Part One explores city as the environment that lends an opportunity to observe and study the city as the fundamental challenge and threat for the future, and to explore its roots and history of transformation of man-made territory. This “laboratory of change” enables to study a city as dynamic space of migration, changing borders and communication networks, as an intellectual and political project, as the bastion of power, as well as mental and cultural space and, ultimately, the environment for urban life.
Part Two approaches human residence from a different perspective. It takes construction and architecture as the central attributes of human conduct and life. From the outset, construction and architecture have been factors that contribute to the creation of human ecosystem. They determine its protection and change, and generate inimitable cultural and historical intervention. Study of material, constructions and technologies is among the most dynamic disciplines of the day. The programme aims to bring together individual institutes. Based on diagnostics, monitoring and modelling it endeavours to develop new methods and processes for new constructions, and for the conservation and restoration of historical heritage.

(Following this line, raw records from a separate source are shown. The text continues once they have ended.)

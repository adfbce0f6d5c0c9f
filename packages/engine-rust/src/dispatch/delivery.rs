//! Unit of work flowing through the dispatch pipeline.

use std::time::Duration;

use futures_util::future::BoxFuture;
use mediator_core::{Exchange, ExchangeError};

/// Future returned by every service in the dispatch pipeline.
pub type DispatchFuture = BoxFuture<'static, Result<Exchange, DispatchError>>;

/// One exchange addressed to a route.
#[derive(Debug, Clone)]
pub struct Delivery {
    pub route_id: String,
    pub exchange: Exchange,
    /// Overrides the pipeline's default timeout for this delivery.
    pub timeout: Option<Duration>,
}

impl Delivery {
    #[must_use]
    pub fn new(route_id: impl Into<String>, exchange: Exchange) -> Self {
        Self {
            route_id: route_id.into(),
            exchange,
            timeout: None,
        }
    }

    #[must_use]
    pub fn with_timeout(mut self, timeout: Duration) -> Self {
        self.timeout = Some(timeout);
        self
    }
}

/// Errors produced while dispatching a delivery.
#[derive(Debug, thiserror::Error)]
pub enum DispatchError {
    #[error("unknown route: {route_id}")]
    UnknownRoute { route_id: String },
    #[error("delivery timed out after {timeout_ms}ms")]
    Timeout { timeout_ms: u64 },
    #[error("dispatcher overloaded, try again later")]
    Overloaded,
    #[error("delivery rejected: {0}")]
    Rejected(String),
    /// The route ran and failed; the exchange is returned as it was left.
    #[error("route {route_id} failed: {error}")]
    Failed {
        route_id: String,
        #[source]
        error: ExchangeError,
        exchange: Box<Exchange>,
    },
    #[error("internal error: {0}")]
    Internal(#[from] anyhow::Error),
}

impl DispatchError {
    /// Stable label used for metrics and logs.
    #[must_use]
    pub fn outcome(&self) -> &'static str {
        match self {
            DispatchError::UnknownRoute { .. } => "unknown_route",
            DispatchError::Timeout { .. } => "timeout",
            DispatchError::Overloaded => "overloaded",
            DispatchError::Rejected(_) => "rejected",
            DispatchError::Failed { .. } => "failed",
            DispatchError::Internal(_) => "internal",
        }
    }
}

#[cfg(test)]
mod tests {
    use super::*;

    #[test]
    fn delivery_builder() {
        let delivery = Delivery::new("orders", Exchange::new()).with_timeout(Duration::from_millis(5));
        assert_eq!(delivery.route_id, "orders");
        assert_eq!(delivery.timeout, Some(Duration::from_millis(5)));
    }

    #[test]
    fn failed_error_mentions_route_and_cause() {
        let err = DispatchError::Failed {
            route_id: "orders".into(),
            error: ExchangeError::io("disk full"),
            exchange: Box::new(Exchange::new()),
        };
        assert_eq!(err.to_string(), "route orders failed: io error: disk full");
        assert_eq!(err.outcome(), "failed");
    }
}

The common denominator in both Parts is an interest in the perspective of human residential sites vis-à-vis climatic challenges in terms of social and historically created structures, and in terms of technical parameters and resistance of the constructions. The output of the project that bridges technical, natural and social sciences shall be a research that exceeds mental horizons of individual disciplines, and presents findings for the public, and applicable commercially and in public decision-making.